E oggi è la mia ultima seduta e sono felice. Mi sento bene. Non è cambiato tutto. Il dolore non è andato via del tutto, perché certe cose rimangono incastrate negli occhi, sulla pelle, nel cuore e, soprattutto, nella mente.
E ora sono pronta per andare via e pensare al mio futuro. Ho capito che se la vita è brutta, devi essere tu a renderla bella, perché lei non cambierà magicamente.
«Ricordi cosa ti ho detto?» chiede lo psicologo, alzando il palmo della mano.
«Non è mai tardi per ricominciare. E amerò l'arcobaleno anche quando i suoi colori saranno sbiaditi.» gli batto il cinque e rido a bassa voce.
Lo psicologo annota qualcosa sul suo taccuino, poi si alza e allunga la mano verso di me.
Mi alzo e gliela stringo anche io, poi mi dice: «È un piacere vederti stare bene. Spero di non vederti più qui. Ti auguro il meglio, Hayra Mason.»
«Grazie. Per tutto quello che ha fatto per me.» gli dico, poi lo saluto ed esco fuori. Sorrido lentamente, finché il mio sorriso non diventa sempre più ampio.
Metto le cuffiette nelle orecchie e ascolto Colors, di Halsey. Sorrido e mi metto a correre verso casa. Non ho mai provato questo senso di libertà che provo ora.
E non mi pento di nessuna scelta che ho preso, perché altrimenti ora non sarei qui.
Non è stato sbagliato lasciarmi aiutare.
E non è stato sbagliato aver deciso di seguire i corsi a casa. Non volevo abbandonare la scuola. Forse ora mia madre sarebbe felice di me, perché ce l'ho fatta. Sono la figlia che lei ha sempre desiderato di avere.
Negli ultimi mesi l'ho sentita poco, ma le cose vanno meglio. Mio fratello ha finito il liceo a Portland e ogni tanto mi ha raccontato di Hunter.
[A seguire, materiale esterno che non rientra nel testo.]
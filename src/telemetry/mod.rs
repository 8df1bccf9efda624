//! Telemetry for gg-session.
//!
//! Structured logging, tracing spans, and metrics through the `metrics`
//! facade. The library installs no exporter; binaries choose one.

mod logging;
mod metrics;
mod spans;

pub use logging::{init_logging, LogConfig, LogError, LogFormat};
pub use self::metrics::{
    record_decode_failure, record_finish, record_prompt_tokens, record_step_latency, record_token,
    DECODE_FAILURES, PROMPT_TOKENS, SESSIONS_FINISHED, STEP_LATENCY, TOKENS_GENERATED,
};
pub use spans::{SessionSpan, SpanExt};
«Papà? Lindsay? Dov'è Sir Lancillotto?» grido nell'atrio. La casa è abbastanza grande, mi sento libera e non mi sento soffocata. Papà ha scelto che la mia stanza si affacci sull'oceano, perché secondo lui mi trasmetterà tranquillità.
«È con Ginevra!» grida Lindsay dalla cucina. Alzo gli occhi al cielo e rido. Lindsay ha una cagnolina e ha deciso di chiamarla Ginevra. È buffo, perché l'ha fatto per farmi sorridere e per rendere felice anche il mio cane.
«Lo porto in spiaggia! Torno subito, va bene?»
«Hay, non vuoi aspettare cinque minuti?» esce dalla cucina e si pulisce le mani sul grembiule. Nonostante sia giovane, cucina da Dio.
Diamine, amo vivere qui.
«Perché non vai nella tua stanza a cambiarti, magari? Mettiti qualcosa di più leggero.» le faccio la linguaccia e salgo nella mia stanza. Apro la porta e me la chiudo alle spalle con un tonfo.
Intono a bassa voce le note di una canzone dei BMTH, e faccio mosse strane, mentre mi avvicino all'armadio.
Sull'anta dell'armadio trovo un bigliettino appiccicato. E io riconosco questa calligrafia.
"Tu e io, un appuntamento nella tua stanza e la canzone Follow you, dei BMTH? Ci stai?"
Eh?
«Almeno sorridi, Masy. Ci metti troppo a reagire.» mi giro di colpo e lo trovo in un angolo della stanza, esattamente accanto alla porta. Come diavolo ho fatto a non capire che lui era qui con me?
«Sei qui.» dico, sgranando gli occhi.
«No, hai le allucinazioni.» risponde, trattenendo un sorriso.
«Sei venuto per me?»
«No, sono venuto per portare il tuo cane a spasso...» alza gli occhi al cielo e scoppio a ridere, poi corro verso di lui e gli salto in braccio, allacciando le gambe intorno alla sua vita e stringendolo forte.
«Un bacio non me lo dai?» mi chiede, leccandosi le labbra.
«Ah... Ci vai giù pesante, vedo.» lo prendo in giro.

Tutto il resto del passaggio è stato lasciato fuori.